Either way a sale / transfer of ownership triggers tax consequences.

Couldn't this have been done as an ESOP?

It would have to produce enough actual cash to pay the tax bill. Roy apparently owned 97%. Probably a 9 figure tax bill.

> His death would trigger a tax event that we could not pay from our own resources, forcing a fire sale.

This just screams sht tax laws. Good tax laws don't wreck their major economic contributors.

The sad thing is I knew this was an American company based on that line alone.

So... the estate tax is what you have a problem with?

I have a problem with it. Destroying jobs because of tax implications of a death is unacceptable.

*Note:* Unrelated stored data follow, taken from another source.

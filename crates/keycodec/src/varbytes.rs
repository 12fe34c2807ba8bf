//! Escaped, zero-terminated encoding for variable-length fields.
//!
//! Used whenever a composite key packs a variable-length field ahead of a
//! fixed-length suffix (§4.1): the field is terminated by `0x00 0x00`, and
//! any `0x00` byte occurring inside the field is escaped as `0x00 0x01` so
//! the terminator remains unambiguous. This also keeps byte order correct:
//! a string that is a strict prefix of another encodes to a strictly
//! smaller byte sequence, because its terminator (`0x00 0x00`) is less than
//! any continuation byte the longer string emits at that position.

/// Encode `data` with escaping and a terminator, appending to `out`.
pub fn encode_var_bytes(data: &[u8], out: &mut Vec<u8>) {
    for &b in data {
        if b == 0x00 {
            out.push(0x00);
            out.push(0x01);
        } else {
            out.push(b);
        }
    }
    out.push(0x00);
    out.push(0x00);
}

/// Decode one escaped, zero-terminated field starting at `input[0]`.
///
/// Returns the decoded bytes and the number of input bytes consumed
/// (including the two-byte terminator), or `None` if `input` does not
/// contain a valid terminator.
pub fn decode_var_bytes(input: &[u8]) -> Option<(Vec<u8>, usize)> {
    let mut decoded = Vec::new();
    let mut i = 0;
    while i < input.len() {
        if input[i] == 0x00 {
            let marker = *input.get(i + 1)?;
            match marker {
                0x00 => return Some((decoded, i + 2)),
                0x01 => {
                    decoded.push(0x00);
                    i += 2;
                }
                _ => return None,
            }
        } else {
            decoded.push(input[i]);
            i += 1;
        }
    }
    None
}
//! Shared types for Fluxstore.
//!
//! This crate defines the error model used across the ordered KV backend,
//! the stream state store, and the inverted-index engine. Every other
//! crate in the workspace depends on `fluxstore-core` and nothing else in
//! the workspace; it carries no storage-format or codec logic of its own.

#![warn(missing_docs)]

pub mod domain;
pub mod error;

pub use domain::{BoolOp, ColType, OperType, Query, Term, ValueType};
pub use error::{Error, Result, StatusCode};
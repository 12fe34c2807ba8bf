//! Flush merge algorithm (§4.6): a two-input ordered merge of a cache's
//! collapsed entries (`C`) and a TFile's current terms (`T`), emitting
//! one `(term, postings)` record per distinct term with `indexMergeSameKey`
//! coalescing and tombstone collapse applied.

use fluxstore_indexcache::CacheRecord;
use std::cmp::Ordering;
use std::collections::BTreeSet;

/// Merge `cache_entries` (ascending by term) against `segment_entries`
/// (ascending by term, typically a TFile's [`fluxstore_tfile::TermIter`]
/// collected into a `Vec`), producing the sorted, deduplicated stream a
/// `TFileWriter` should write for the next segment version. Terms whose
/// merged posting set is empty (fully tombstoned, absent from the
/// segment) are dropped rather than written out.
pub fn merge_cache_and_segment(
    cache_entries: Vec<(Vec<u8>, CacheRecord)>,
    segment_entries: Vec<(Vec<u8>, Vec<u64>)>,
) -> Vec<(Vec<u8>, Vec<u64>)> {
    let mut out: Vec<(Vec<u8>, Vec<u64>)> = Vec::new();
    let mut ci = cache_entries.into_iter().peekable();
    let mut si = segment_entries.into_iter().peekable();

    loop {
        let cmp = match (ci.peek(), si.peek()) {
            (Some((ck, _)), Some((sk, _))) => Some(ck.cmp(sk)),
            (Some(_), None) => Some(Ordering::Less),
            (None, Some(_)) => Some(Ordering::Greater),
            (None, None) => None,
        };

        match cmp {
            Some(Ordering::Equal) => {
                let (term, crec) = ci.next().unwrap();
                let (_, spost) = si.next().unwrap();
                push_coalesced(&mut out, term, collapse_postings(&crec, &spost));
            }
            Some(Ordering::Less) => {
                let (term, crec) = ci.next().unwrap();
                push_coalesced(&mut out, term, collapse_postings(&crec, &[]));
            }
            Some(Ordering::Greater) => {
                let (term, spost) = si.next().unwrap();
                push_coalesced(&mut out, term, spost);
            }
            None => break,
        }
    }

    out
}

fn collapse_postings(crec: &CacheRecord, segment: &[u64]) -> Vec<u64> {
    let mut set: BTreeSet<u64> = segment.iter().copied().collect();
    set.extend(crec.postings.iter().copied());
    for uid in &crec.tombstones {
        set.remove(uid);
    }
    set.into_iter().collect()
}

/// `indexMergeSameKey`: coalesce an emission into the previous one if
/// they share a term (defends against either input containing duplicate
/// term keys), and drop terms that end up with no postings at all.
fn push_coalesced(out: &mut Vec<(Vec<u8>, Vec<u64>)>, term: Vec<u8>, mut postings: Vec<u64>) {
    if let Some(last) = out.last_mut() {
        if last.0 == term {
            last.1.append(&mut postings);
            last.1.sort_unstable();
            last.1.dedup();
            return;
        }
    }
    if !postings.is_empty() {
        out.push((term, postings));
    }
}

#[cfg(test)]
mod tests {
    use super::*;

    fn cache_entry(postings: &[u64], tombstones: &[u64]) -> CacheRecord {
        CacheRecord {
            postings: postings.to_vec(),
            tombstones: tombstones.to_vec(),
        }
    }

    #[test]
    fn empty_cache_leaves_segment_unchanged() {
        let segment = vec![(b"a".to_vec(), vec![1, 2])];
        let merged = merge_cache_and_segment(Vec::new(), segment.clone());
        assert_eq!(merged, segment);
    }

    #[test]
    fn empty_segment_emits_cache_sorted() {
        let cache = vec![(b"a".to_vec(), cache_entry(&[2, 1], &[]))];
        let merged = merge_cache_and_segment(cache, Vec::new());
        assert_eq!(merged, vec![(b"a".to_vec(), vec![1, 2])]);
    }

    #[test]
    fn matching_terms_union_their_postings() {
        let cache = vec![(b"a".to_vec(), cache_entry(&[3], &[]))];
        let segment = vec![(b"a".to_vec(), vec![1, 2])];
        let merged = merge_cache_and_segment(cache, segment);
        assert_eq!(merged, vec![(b"a".to_vec(), vec![1, 2, 3])]);
    }

    #[test]
    fn tombstone_removes_uid_from_the_segment_side() {
        let cache = vec![(b"a".to_vec(), cache_entry(&[], &[1]))];
        let segment = vec![(b"a".to_vec(), vec![1, 2])];
        let merged = merge_cache_and_segment(cache, segment);
        assert_eq!(merged, vec![(b"a".to_vec(), vec![2])]);
    }

    #[test]
    fn term_fully_tombstoned_with_nothing_on_disk_is_dropped() {
        let cache = vec![(b"a".to_vec(), cache_entry(&[], &[1]))];
        let merged = merge_cache_and_segment(cache, Vec::new());
        assert!(merged.is_empty());
    }

    #[test]
    fn disjoint_terms_interleave_in_order() {
        let cache = vec![(b"b".to_vec(), cache_entry(&[5], &[]))];
        let segment = vec![(b"a".to_vec(), vec![1]), (b"c".to_vec(), vec![9])];
        let merged = merge_cache_and_segment(cache, segment);
        assert_eq!(
            merged,
            vec![
                (b"a".to_vec(), vec![1]),
                (b"b".to_vec(), vec![5]),
                (b"c".to_vec(), vec![9]),
            ]
        );
    }
}
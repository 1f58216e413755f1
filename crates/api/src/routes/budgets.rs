//! Branch budget routes.
//!
//! `allocated_amount` is operator-entered; `spent_amount` is derived by the
//! accrual recompute and cannot be written through this surface.

use axum::{
    Json, Router,
    extract::{Path, State},
    http::StatusCode,
    response::{IntoResponse, Response},
    routing::{get, post, put},
};
use rust_decimal::Decimal;
use serde::Deserialize;
use serde_json::json;
use tracing::error;
use uuid::Uuid;

use crate::{AppState, middleware::AuthUser};
use maktab_core::budget::PeriodKey;
use maktab_db::repositories::{BudgetError, BudgetRepository, CreateBudgetInput, UpdateBudgetInput};

/// Creates the budget routes (requires auth middleware to be applied externally).
pub fn routes() -> Router<AppState> {
    Router::new()
        .route("/branch-budgets", post(create_budget))
        .route("/branch-budgets", get(list_budgets))
        .route("/branch-budgets/{id}", put(update_budget))
}

/// Request body for creating a budget.
#[derive(Debug, Deserialize)]
#[serde(rename_all = "snake_case")]
pub struct CreateBudgetRequest {
    /// Branch the budget belongs to.
    pub branch_id: Uuid,
    /// Budget granularity: "monthly" or "yearly".
    pub budget_period: String,
    /// Calendar year.
    pub year: i32,
    /// Month number, required for monthly budgets.
    pub month: Option<u32>,
    /// Operator-entered allocation.
    pub allocated_amount: Decimal,
    /// Currency code.
    pub currency: String,
    /// Free-form notes.
    pub notes: Option<String>,
}

/// Request body for updating a budget.
#[derive(Debug, Deserialize)]
#[serde(rename_all = "snake_case")]
pub struct UpdateBudgetRequest {
    /// New allocation.
    pub allocated_amount: Option<Decimal>,
    /// New notes.
    pub notes: Option<String>,
}

fn period_key_from_request(body: &CreateBudgetRequest) -> Result<PeriodKey, Response> {
    match body.budget_period.as_str() {
        "monthly" => match body.month {
            Some(month) => Ok(PeriodKey::Monthly {
                year: body.year,
                month,
            }),
            None => Err((
                StatusCode::BAD_REQUEST,
                Json(json!({
                    "error": "validation_error",
                    "message": "Month is required for monthly budgets"
                })),
            )
                .into_response()),
        },
        "yearly" => Ok(PeriodKey::Yearly { year: body.year }),
        other => Err((
            StatusCode::BAD_REQUEST,
            Json(json!({
                "error": "validation_error",
                "message": format!("Budget period must be 'monthly' or 'yearly', got '{other}'")
            })),
        )
            .into_response()),
    }
}

fn budget_error_response(e: &BudgetError) -> Response {
    match e {
        BudgetError::NotFound(id) => (
            StatusCode::NOT_FOUND,
            Json(json!({
                "error": "not_found",
                "message": format!("Budget {id} not found")
            })),
        )
            .into_response(),
        BudgetError::Duplicate => (
            StatusCode::CONFLICT,
            Json(json!({
                "error": "conflict",
                "message": e.to_string()
            })),
        )
            .into_response(),
        BudgetError::NegativeAllocation
        | BudgetError::CurrencyRequired
        | BudgetError::InvalidMonth(_) => (
            StatusCode::BAD_REQUEST,
            Json(json!({
                "error": "validation_error",
                "message": e.to_string()
            })),
        )
            .into_response(),
        BudgetError::Database(_) => {
            error!(error = %e, "Budget operation failed");
            (
                StatusCode::INTERNAL_SERVER_ERROR,
                Json(json!({
                    "error": "internal_error",
                    "message": "An error occurred"
                })),
            )
                .into_response()
        }
    }
}

/// POST /branch-budgets
#[axum::debug_handler]
async fn create_budget(
    State(state): State<AppState>,
    auth_user: AuthUser,
    Json(body): Json<CreateBudgetRequest>,
) -> impl IntoResponse {
    if let Err(response) = auth_user.require_admin() {
        return response;
    }

    let period = match period_key_from_request(&body) {
        Ok(period) => period,
        Err(response) => return response,
    };

    let repo = BudgetRepository::new((*state.db).clone());
    let input = CreateBudgetInput {
        branch_id: body.branch_id,
        period,
        allocated_amount: body.allocated_amount,
        currency: body.currency,
        notes: body.notes,
    };

    match repo.create_budget(input).await {
        Ok(budget) => (StatusCode::CREATED, Json(budget)).into_response(),
        Err(e) => budget_error_response(&e),
    }
}

/// GET /branch-budgets
#[axum::debug_handler]
async fn list_budgets(State(state): State<AppState>, _auth_user: AuthUser) -> impl IntoResponse {
    let repo = BudgetRepository::new((*state.db).clone());

    match repo.list_budgets().await {
        Ok(budgets) => (StatusCode::OK, Json(budgets)).into_response(),
        Err(e) => budget_error_response(&e),
    }
}

/// PUT /branch-budgets/{id}
#[axum::debug_handler]
async fn update_budget(
    State(state): State<AppState>,
    Path(id): Path<Uuid>,
    auth_user: AuthUser,
    Json(body): Json<UpdateBudgetRequest>,
) -> impl IntoResponse {
    if let Err(response) = auth_user.require_admin() {
        return response;
    }

    let repo = BudgetRepository::new((*state.db).clone());
    let input = UpdateBudgetInput {
        allocated_amount: body.allocated_amount,
        notes: body.notes.map(Some),
    };

    match repo.update_budget(id, input).await {
        Ok(budget) => (StatusCode::OK, Json(budget)).into_response(),
        Err(e) => budget_error_response(&e),
    }
}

Really? I search in google and twitter, all related posts' sources point to this page.

A public statement will be released in some hours.

I was always saying that if I was younger, I wish company like ThoughtWorks got me under it's wing, send me off to their Bootcamp/University, indoctrinated me into right ways of doing things.

I had to learn same things, but much harder.

I've always wondered what design methodology does ThoughtWorks apply to most business systems. Is it the same modeling of use-case driven data-based design, as used by most outsourced development companies?

Edit: grammar

Sounds like everyone knew that a sale event would happen one day - why did they not focus on building a pile of cash that could be used to pay the taxes (Martin implies a ~50% rate in his footnote).

Bought by Apax

What would it mean for the Devs, QAs etc of ThoughtWorks?

Recent CompSci grad, I went down the interview path with both TW and my current employer, ended up cutting the TW process short as I decided to accept the latters offer. This is very interesting.

How is it gonna impact the developers now?

So it's official.

Thanks. We've put that URL above. (The submission originally had no URL.)